One of the most exciting applications of language models in the past 12 years has been text embeddings. These started with word embeddings in 2012 (and if you want more of an overview of these, check out this talk or this blog post, and progressed to the much more context-sensitive embedding LLMs we have today.
Text embeddings convert text from a string to a vector, which gives a coordinate in n-dimensional space based on its meaning. Texts with similar meanings are close together in this space, while those that are dissimilar are further away. This allows us to retrieve similar texts using similarity measures such as the Euclidean, Manhattan and (my favourite) cosine similarities.
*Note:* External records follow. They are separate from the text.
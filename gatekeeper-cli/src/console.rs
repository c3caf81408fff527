//! Console stores wired to the HTTP backend and the on-disk session

use anyhow::{anyhow, bail, Context, Result};
use gatekeeper_client::{
    ApiClientConfig, FileSessionStore, HttpTransport, IamApi, Navigator, SessionProvider,
    LOGIN_ROUTE,
};
use gatekeeper_console::{
    AuthStore, DashboardPage, GroupStore, GroupsPage, ModuleStore, ModulesPage, OperationOutcome,
    PermissionStore, PermissionsPage, RoleStore, RolesPage, Simulator, UserStore, UsersPage,
};
use gatekeeper_core::{CancelToken, GatekeeperConfig};
use serde::Serialize;
use std::sync::Arc;
use tracing::{debug, warn};

/// Terminal counterpart of the login redirect
pub struct CliNavigator;

impl Navigator for CliNavigator {
    fn redirect_to_login(&self) {
        warn!(route = LOGIN_ROUTE, "Session invalidated");
        eprintln!("Session expired or invalid. Run `gatekeeper login` to sign in again.");
    }
}

pub struct Console {
    pub api: IamApi,
    pub auth: AuthStore,
    pub users: UserStore,
    pub groups: GroupStore,
    pub roles: RoleStore,
    pub modules: ModuleStore,
    pub permissions: PermissionStore,
    /// Fired by Ctrl-C
    pub token: CancelToken,
}

impl Console {
    pub fn connect(config: &GatekeeperConfig) -> Result<Self> {
        let session_dir = &config.storage.session_dir;
        let session: Arc<dyn SessionProvider> = Arc::new(
            FileSessionStore::new(session_dir)
                .with_context(|| format!("Failed to open session directory {:?}", session_dir))?,
        );

        let transport = HttpTransport::new(
            ApiClientConfig::from(&config.api),
            Arc::clone(&session),
            Arc::new(CliNavigator),
        )?;
        let api = IamApi::new(Arc::new(transport));

        let token = CancelToken::new();
        let watcher = token.clone();
        tokio::spawn(async move {
            if tokio::signal::ctrl_c().await.is_ok() {
                debug!("Interrupt received, cancelling");
                watcher.cancel();
            }
        });

        Ok(Self {
            auth: AuthStore::new(api.clone(), session),
            users: UserStore::new(api.clone()),
            groups: GroupStore::new(api.clone()),
            roles: RoleStore::new(api.clone()),
            modules: ModuleStore::new(api.clone()),
            permissions: PermissionStore::new(api.clone()),
            api,
            token,
        })
    }

    pub fn users_page(&self) -> UsersPage {
        UsersPage::new(self.users.clone(), self.auth.clone())
    }

    pub fn groups_page(&self) -> GroupsPage {
        GroupsPage::new(self.groups.clone(), self.auth.clone())
    }

    pub fn roles_page(&self) -> RolesPage {
        RolesPage::new(self.roles.clone(), self.auth.clone())
    }

    pub fn modules_page(&self) -> ModulesPage {
        ModulesPage::new(self.modules.clone(), self.auth.clone())
    }

    pub fn permissions_page(&self) -> PermissionsPage {
        PermissionsPage::new(self.permissions.clone(), self.auth.clone())
    }

    pub fn dashboard(&self) -> DashboardPage {
        DashboardPage::new(
            self.auth.clone(),
            self.modules.clone(),
            Simulator::new(self.api.clone()),
        )
    }
}

/// Turn a store outcome into a command result
pub fn settle<T>(outcome: OperationOutcome<T>) -> Result<T> {
    match outcome {
        OperationOutcome::Fulfilled(value) => Ok(value),
        OperationOutcome::Rejected(message) => Err(anyhow!(message)),
        OperationOutcome::Cancelled => bail!("Operation cancelled"),
    }
}

/// Outcome of a lookup the command can do without; failures are logged and dropped
pub fn optional<T>(outcome: OperationOutcome<T>, what: &str) -> Option<T> {
    match outcome {
        OperationOutcome::Fulfilled(value) => Some(value),
        OperationOutcome::Rejected(message) => {
            warn!(lookup = what, error = %message, "Lookup failed, continuing without it");
            None
        }
        OperationOutcome::Cancelled => {
            warn!(lookup = what, "Lookup cancelled, continuing without it");
            None
        }
    }
}

/// Human or JSON rendering of command results
#[derive(Debug, Clone, Copy)]
pub struct Output {
    pub json: bool,
}

impl Output {
    pub fn list<T: Serialize>(&self, items: &[T], line: impl Fn(&T) -> String) -> Result<()> {
        if self.json {
            println!("{}", serde_json::to_string_pretty(items)?);
            return Ok(());
        }
        if items.is_empty() {
            println!("(none)");
        }
        for item in items {
            println!("{}", line(item));
        }
        Ok(())
    }

    pub fn one<T: Serialize>(&self, item: &T, summary: impl FnOnce(&T) -> String) -> Result<()> {
        if self.json {
            println!("{}", serde_json::to_string_pretty(item)?);
        } else {
            println!("{}", summary(item));
        }
        Ok(())
    }
}

#[cfg(test)]
mod tests {
    use super::*;

    #[test]
    fn settle_maps_every_outcome() {
        assert_eq!(settle(OperationOutcome::Fulfilled(7)).unwrap(), 7);

        let rejected = settle::<()>(OperationOutcome::Rejected("Group not found".to_string()));
        assert_eq!(rejected.unwrap_err().to_string(), "Group not found");

        let cancelled = settle::<()>(OperationOutcome::Cancelled);
        assert_eq!(cancelled.unwrap_err().to_string(), "Operation cancelled");
    }

    #[test]
    fn optional_lookups_never_fail_the_command() {
        assert_eq!(optional(OperationOutcome::Fulfilled(vec![1]), "modules"), Some(vec![1]));
        assert_eq!(
            optional::<Vec<u32>>(OperationOutcome::Rejected("Network Error".to_string()), "modules"),
            None
        );
        assert_eq!(optional::<Vec<u32>>(OperationOutcome::Cancelled, "modules"), None);
    }
}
To make this search efficient, we can then put these embeddings in a vector database, which use algorithms in their indexing that prevent having to compare every embedding against a query to get the closest one.
A nice application of this is being able to convert long documents into embeddings, pop these into a vector database, and find the most similar ones. Traditional ways of searching through these documents are often rather ineffective, relying on exact word matches that may fail to turn up what you're looking for. You can expand on this by using the vector database as part of a RAG system - passing the results of the vector search to an LLM that is good at summarisation, and getting it to answer questions based on the search results.
In this project, I've built a simple RAG application which converts a long (almost 2000 page!) PDF into chunks, which are then embedded and placed in a vector database. I then use a LLM (GPT-3.5 in this case) to retrieve relevant chunks from the database for a query, summarise them, and present them to the user. As GPT-3.5 is capable of translation, I also show how you can use the model to work across languages, taking in a user query in a different language to the original document, retrieving accurate chunks, and then giving a summary in the language of the user query.
You can access the project code here, and see it in action in the final section of this talk. As in the talk, I note a number of caveats with RAG systems - while they are very powerful, they're tricky to get right, and there are a number of levers you need to tune based on your input documents and use case.